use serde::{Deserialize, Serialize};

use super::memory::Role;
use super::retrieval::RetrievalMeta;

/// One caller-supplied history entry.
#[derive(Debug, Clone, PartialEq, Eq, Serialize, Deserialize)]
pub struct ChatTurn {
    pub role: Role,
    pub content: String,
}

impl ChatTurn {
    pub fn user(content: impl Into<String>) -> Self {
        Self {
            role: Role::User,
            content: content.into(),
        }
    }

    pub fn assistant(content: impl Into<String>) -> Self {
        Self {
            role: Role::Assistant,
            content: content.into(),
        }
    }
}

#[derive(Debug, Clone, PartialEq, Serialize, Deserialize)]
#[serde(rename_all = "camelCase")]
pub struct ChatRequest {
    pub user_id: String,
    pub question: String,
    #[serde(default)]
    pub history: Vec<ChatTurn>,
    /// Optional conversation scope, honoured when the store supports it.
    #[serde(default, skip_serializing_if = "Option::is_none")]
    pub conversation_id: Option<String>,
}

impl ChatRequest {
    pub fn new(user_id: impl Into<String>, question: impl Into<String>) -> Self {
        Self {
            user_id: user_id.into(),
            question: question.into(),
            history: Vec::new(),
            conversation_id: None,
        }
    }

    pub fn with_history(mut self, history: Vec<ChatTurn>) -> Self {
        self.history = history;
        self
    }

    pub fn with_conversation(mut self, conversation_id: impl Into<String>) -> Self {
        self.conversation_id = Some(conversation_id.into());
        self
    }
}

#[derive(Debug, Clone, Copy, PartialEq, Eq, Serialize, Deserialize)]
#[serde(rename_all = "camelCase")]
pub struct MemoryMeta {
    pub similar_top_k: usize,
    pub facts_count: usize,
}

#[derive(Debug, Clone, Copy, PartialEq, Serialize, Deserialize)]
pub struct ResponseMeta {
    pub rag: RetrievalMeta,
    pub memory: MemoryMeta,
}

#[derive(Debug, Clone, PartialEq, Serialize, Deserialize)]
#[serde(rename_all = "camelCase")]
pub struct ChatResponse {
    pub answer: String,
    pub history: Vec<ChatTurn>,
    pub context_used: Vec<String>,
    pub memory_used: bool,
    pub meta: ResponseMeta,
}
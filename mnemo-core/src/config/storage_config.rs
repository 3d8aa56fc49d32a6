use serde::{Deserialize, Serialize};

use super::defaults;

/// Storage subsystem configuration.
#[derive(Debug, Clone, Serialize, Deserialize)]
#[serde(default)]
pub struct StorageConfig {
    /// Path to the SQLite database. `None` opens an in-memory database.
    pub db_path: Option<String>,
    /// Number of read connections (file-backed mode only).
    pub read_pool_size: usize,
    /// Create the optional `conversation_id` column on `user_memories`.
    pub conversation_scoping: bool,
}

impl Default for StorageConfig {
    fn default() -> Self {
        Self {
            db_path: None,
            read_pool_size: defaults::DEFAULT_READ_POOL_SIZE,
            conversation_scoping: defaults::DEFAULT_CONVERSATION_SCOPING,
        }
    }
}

++++++++++

Exercise brief: Return all of the material exactly as written, from the first line through the last.

Solution for this problem:
use serde::{Deserialize, Serialize};

use super::memory::Role;
use super::retrieval::RetrievalMeta;

/// One caller-supplied history entry.
#[derive(Debug, Clone, PartialEq, Eq, Serialize, Deserialize)]
pub struct ChatTurn {
    pub role: Role,
    pub content: String,
}

impl ChatTurn {
    pub fn user(content: impl Into<String>) -> Self {
        Self {
            role: Role::User,
            content: content.into(),
        }
    }

    pub fn assistant(content: impl Into<String>) -> Self {
        Self {
            role: Role::Assistant,
            content: content.into(),
        }
    }
}

#[derive(Debug, Clone, PartialEq, Serialize, Deserialize)]
#[serde(rename_all = "camelCase")]
pub struct ChatRequest {
    pub user_id: String,
    pub question: String,
    #[serde(default)]
    pub history: Vec<ChatTurn>,
    /// Optional conversation scope, honoured when the store supports it.
    #[serde(default, skip_serializing_if = "Option::is_none")]
    pub conversation_id: Option<String>,
}

impl ChatRequest {
    pub fn new(user_id: impl Into<String>, question: impl Into<String>) -> Self {
        Self {
            user_id: user_id.into(),
            question: question.into(),
            history: Vec::new(),
            conversation_id: None,
        }
    }

    pub fn with_history(mut self, history: Vec<ChatTurn>) -> Self {
        self.history = history;
        self
    }

    pub fn with_conversation(mut self, conversation_id: impl Into<String>) -> Self {
        self.conversation_id = Some(conversation_id.into());
        self
    }
}

#[derive(Debug, Clone, Copy, PartialEq, Eq, Serialize, Deserialize)]
#[serde(rename_all = "camelCase")]
pub struct MemoryMeta {
    pub similar_top_k: usize,
    pub facts_count: usize,
}

#[derive(Debug, Clone, Copy, PartialEq, Serialize, Deserialize)]
pub struct ResponseMeta {
    pub rag: RetrievalMeta,
    pub memory: MemoryMeta,
}

#[derive(Debug, Clone, PartialEq, Serialize, Deserialize)]
#[serde(rename_all = "camelCase")]
pub struct ChatResponse {
    pub answer: String,
    pub history: Vec<ChatTurn>,
    pub context_used: Vec<String>,
    pub memory_used: bool,
    pub meta: ResponseMeta,
}
filename mnemo-core/src/config/storage_config.rs
repository 3d8aa56fc49d32a6
use serde::{Deserialize, Serialize};

use super::defaults;

/// Storage subsystem configuration.
#[derive(Debug, Clone, Serialize, Deserialize)]
#[serde(default)]
pub struct StorageConfig {
    /// Path to the SQLite database. `None` opens an in-memory database.
    pub db_path: Option<String>,
    /// Number of read connections (file-backed mode only).
    pub read_pool_size: usize,
    /// Create the optional `conversation_id` column on `user_memories`.
    pub conversation_scoping: bool,
}

impl Default for StorageConfig {
    fn default() -> Self {
        Self {
            db_path: None,
            read_pool_size: defaults::DEFAULT_READ_POOL_SIZE,
            conversation_scoping: defaults::DEFAULT_CONVERSATION_SCOPING,
        }
    }
}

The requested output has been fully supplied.